As its name implies, golden beryl has a yellow-toned, golden hue. It can vary in clarity from rich yellow, to yellow-green, to golden yellow. It’s sometimes confused with another popular yellow gemstone called topaz, but it differs in that it doesn’t share the same crystal formation as the slightly harder topaz.
Golden beryl has a hardness of 7.5 to 8 on the Mohs hardness scale. For reference, diamonds top the Mohs scale list at 10, with moissanites a close second at 9.25. This means the yellow emerald is a relatively durable gemstone. This durability makes it an excellent choice for jewelry that you can wear frequently, as you don’t need to worry about it getting easily scratched or damaged.
Yellow Beryl Sources
Where does the yellow emerald used to make jewelry, such as a yellow beryl ring, come from? One of the most common locations this gemstone is found is Brazil. The specimens of this gemstone from Brazil tend to have the highest clarity and are also generally larger than golden beryl from other sources.

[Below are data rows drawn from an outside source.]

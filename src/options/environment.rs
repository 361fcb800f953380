use schemars::JsonSchema;
use serde::{Deserialize, Serialize};

use crate::util::Color;

#[derive(Debug, Clone, Serialize, Deserialize, PartialEq, JsonSchema)]
#[schemars(title = "Environment", inline)]
#[serde(default)]
/// Image-based lighting, background and ambient light.
pub struct EnvironmentOptions {
    /// Equirectangular HDRI path; empty disables the environment map.
    #[schemars(skip)]
    pub hdri: String,
    /// Environment lighting strength.
    #[schemars(title = "HDRI Intensity", range(min = 0.0, max = 2.0), extend("step" = 0.01))]
    pub intensity: f32,
    /// Whether the HDRI is also drawn as the background.
    #[schemars(title = "HDRI Background")]
    pub as_background: bool,
    /// Clear color used when there is no HDRI background.
    #[schemars(skip)]
    pub background: Color,
    /// Ambient light color.
    #[schemars(skip)]
    pub ambient_color: Color,
    /// Ambient light strength.
    #[schemars(title = "Ambient", range(min = 0.0, max = 1.0), extend("step" = 0.01))]
    pub ambient_intensity: f32,
}

impl Default for EnvironmentOptions {
    fn default() -> Self {
        Self {
            hdri: "/hdri/space8k2.exr".to_owned(),
            intensity: 0.1,
            as_background: true,
            background: Color([0.0, 0.0, 0.0]),
            ambient_color: Color::WHITE,
            ambient_intensity: 0.3,
        }
    }
}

As with other natural gemstones, this stone is mined from the earth. Other geographical sources include Namibia, where it was first discovered; as well as Ukraine, Russia, Madagascar, Zimbabwe, and Nigeria. It isn't a commonly known gemstone so it has less of a presence in mass-marketed jewelry. This helps it maintain a relatively lower price point due to the lower demand.
Yellow Emerald Value
Golden beryl value is moderately rare in comparison to other, more well-known beryls such as emeralds and aquamarines. Its value is also affected by its shade and color, as well as its size. For jewelry, this gemstone, like others, is assessed by looking at the four C’s: color, cut, clarity, and carat.
Carats are the weight of the gemstone, so this corresponds to its size. The cut determines the way it reflects light. Colored gemstones are generally less affected by cuts than clear ones such as diamonds, so in this case the most important factors are color and clarity.
All four factors combined are what determine the price of a yellow emerald gemstone for use in jewelry. For example, a 4-carat golden beryl ring with exceptional color and clarity will have a higher price than one with a less brilliant yellow and fewer carats.
Why Yellow Beryl Stones Make Great Jewelry
Given their relative hardness and resistance to scratching, as well as their warm and inviting color, yellow beryl gemstones are a wonderful choice for a variety of jewelry. They go well in earrings and rings, as well as pendant necklaces and bracelets. This gemstone is easy to cut and polish, and it has some of the richest hues among colored gemstones.